Open AccessA single‐step transconjugation system for the introduction of unmarked deletions into Actinobacillus pleuropneumoniae serotype 7 using a sucrose sensitivity marker
Author(s) -
Oswald Winfried,
Tonpitak Walaiporn,
Ohrt Gisela,
Gerlach GeraldF.
Publication year - 1999
Publication title -
fems microbiology letters
Language(s) - English
Resource type - Journals
SCImago Journal Rank - 0.899
H-Index - 151
eISSN - 1574-6968
pISSN - 0378-1097
DOI - 10.1111/j.1574-6968.1999.tb08721.x
Subject(s) - actinobacillus pleuropneumoniae , biology , microbiology and biotechnology , kanamycin , shuttle vector , serotype , plasmid , genetics , gene , vector (molecular biology) , antibiotics , recombinant dna
Research on the porcine respiratory tract pathogen Actinobacillus pleuropneumoniae requires the availability of improved genetic tools.
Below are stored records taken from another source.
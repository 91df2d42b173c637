//! CSV exporter.

use async_trait::async_trait;
use std::path::PathBuf;

use super::{ExportError, Exporter};
use crate::models::NormalizedRecord;

/// Column order of every export
pub const CSV_HEADER: [&str; 8] = [
    "ID",
    "Title",
    "Abstract",
    "Authors",
    "Publication Date",
    "Journal",
    "DOI",
    "Source",
];

/// Map a record onto the export columns
pub fn export_row(record: &NormalizedRecord) -> [String; 8] {
    [
        record.native_id().to_string(),
        record.title().to_string(),
        record.abstract_text().to_string(),
        record.authors().join("; "),
        record.publication_date(),
        record.venue().to_string(),
        record.doi().unwrap_or_default().to_string(),
        record.kind().label().to_string(),
    ]
}

/// Writes `<output_dir>/<target>.csv`
#[derive(Debug, Clone)]
pub struct CsvExporter {
    output_dir: PathBuf,
}

impl CsvExporter {
    pub fn new(output_dir: impl Into<PathBuf>) -> Self {
        Self {
            output_dir: output_dir.into(),
        }
    }

    fn render(records: &[NormalizedRecord]) -> Result<Vec<u8>, ExportError> {
        let mut writer = csv::Writer::from_writer(Vec::new());
        writer.write_record(CSV_HEADER)?;
        for record in records {
            writer.write_record(export_row(record))?;
        }
        writer
            .into_inner()
            .map_err(|e| ExportError::Io(e.into_error()))
    }
}

#[async_trait]
impl Exporter for CsvExporter {
    async fn export(
        &self,
        records: &[NormalizedRecord],
        target: &str,
    ) -> Result<PathBuf, ExportError> {
        if target.is_empty() || target.contains(['/', '\\']) {
            return Err(ExportError::InvalidTarget(target.to_string()));
        }

        let body = Self::render(records)?;
        tokio::fs::create_dir_all(&self.output_dir).await?;

        let path = self.output_dir.join(format!("{}.csv", target));
        tokio::fs::write(&path, body).await?;

        tracing::info!("Exported {} records to {}", records.len(), path.display());
        Ok(path)
    }
}

#[cfg(test)]
mod tests {
    use super::*;
    use crate::models::{PubMedArticle, ScholarPaper};

    fn sample_records() -> Vec<NormalizedRecord> {
        let mut article = PubMedArticle::new("111", "Video visits, revisited");
        article.abstract_text = "Line one \"quoted\"".to_string();
        article.authors = vec!["Smith Jane".to_string(), "Doe John".to_string()];
        article.publication_date = "2021 Mar".to_string();
        article.journal = "J Telemed".to_string();
        article.doi = Some("10.1000/1".to_string());

        let mut paper = ScholarPaper::new("A1", "Virtual wards");
        paper.authors = vec!["Lee Kim".to_string()];
        paper.year = Some(2022);
        paper.venue = "BMJ".to_string();

        vec![article.into(), paper.into()]
    }

    #[test]
    fn test_export_row() {
        let records = sample_records();

        assert_eq!(
            export_row(&records[0]),
            [
                "111",
                "Video visits, revisited",
                "Line one \"quoted\"",
                "Smith Jane; Doe John",
                "2021 Mar",
                "J Telemed",
                "10.1000/1",
                "PubMed",
            ]
        );
        assert_eq!(
            export_row(&records[1]),
            ["A1", "Virtual wards", "", "Lee Kim", "2022", "BMJ", "", "Semantic Scholar"]
        );
    }

    #[tokio::test]
    async fn test_export_writes_csv() {
        let dir = tempfile::tempdir().unwrap();
        let exporter = CsvExporter::new(dir.path());

        let path = exporter
            .export(&sample_records(), "Telehealth_healthcare_run")
            .await
            .unwrap();

        assert_eq!(path, dir.path().join("Telehealth_healthcare_run.csv"));

        let mut reader = csv::Reader::from_path(&path).unwrap();
        let headers = reader.headers().unwrap().clone();
        assert_eq!(headers.iter().collect::<Vec<_>>(), CSV_HEADER.to_vec());

        let rows: Vec<csv::StringRecord> = reader.records().map(|r| r.unwrap()).collect();
        assert_eq!(rows.len(), 2);
        assert_eq!(&rows[0][1], "Video visits, revisited");
        assert_eq!(&rows[0][2], "Line one \"quoted\"");
        assert_eq!(&rows[1][7], "Semantic Scholar");
    }

    #[tokio::test]
    async fn test_export_empty_set_has_header_only() {
        let dir = tempfile::tempdir().unwrap();
        let exporter = CsvExporter::new(dir.path().join("nested"));

        let path = exporter.export(&[], "empty").await.unwrap();
        let contents = std::fs::read_to_string(path).unwrap();
        assert_eq!(
            contents.trim_end(),
            "ID,Title,Abstract,Authors,Publication Date,Journal,DOI,Source"
        );
    }

    #[tokio::test]
    async fn test_export_rejects_path_target() {
        let dir = tempfile::tempdir().unwrap();
        let exporter = CsvExporter::new(dir.path());

        let result = exporter.export(&[], "../escape").await;
        assert!(matches!(result, Err(ExportError::InvalidTarget(_))));
    }
}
Therefore, using the sacB gene of Bacillus subtilis , we developed a sucrose‐based counterselection system that allows rapid curing of an Escherichia coli‐A. pleuropneumoniae shuttle vector as well as the introduction of unmarked mutations into the A. pleuropneumoniae chromosome. A cassette containing the Tn 903 kanamycin resistance determinant (km r ) and the sacB gene expressed from the A. pleuropneumoniae omlA promoter was introduced by homologous recombination into the ureC gene of A. pleuropneumoniae . The resultant stable plasmid cointegrates were kanamycin‐resistant, sucrose‐sensitive, and urease‐positive. A simple counterselection on sucrose‐containing agar plates without an additional transconjugation step allowed the efficient isolation of urease‐negative A. pleuropneumoniae mutants that had lost the km r ‐ sacB cassette.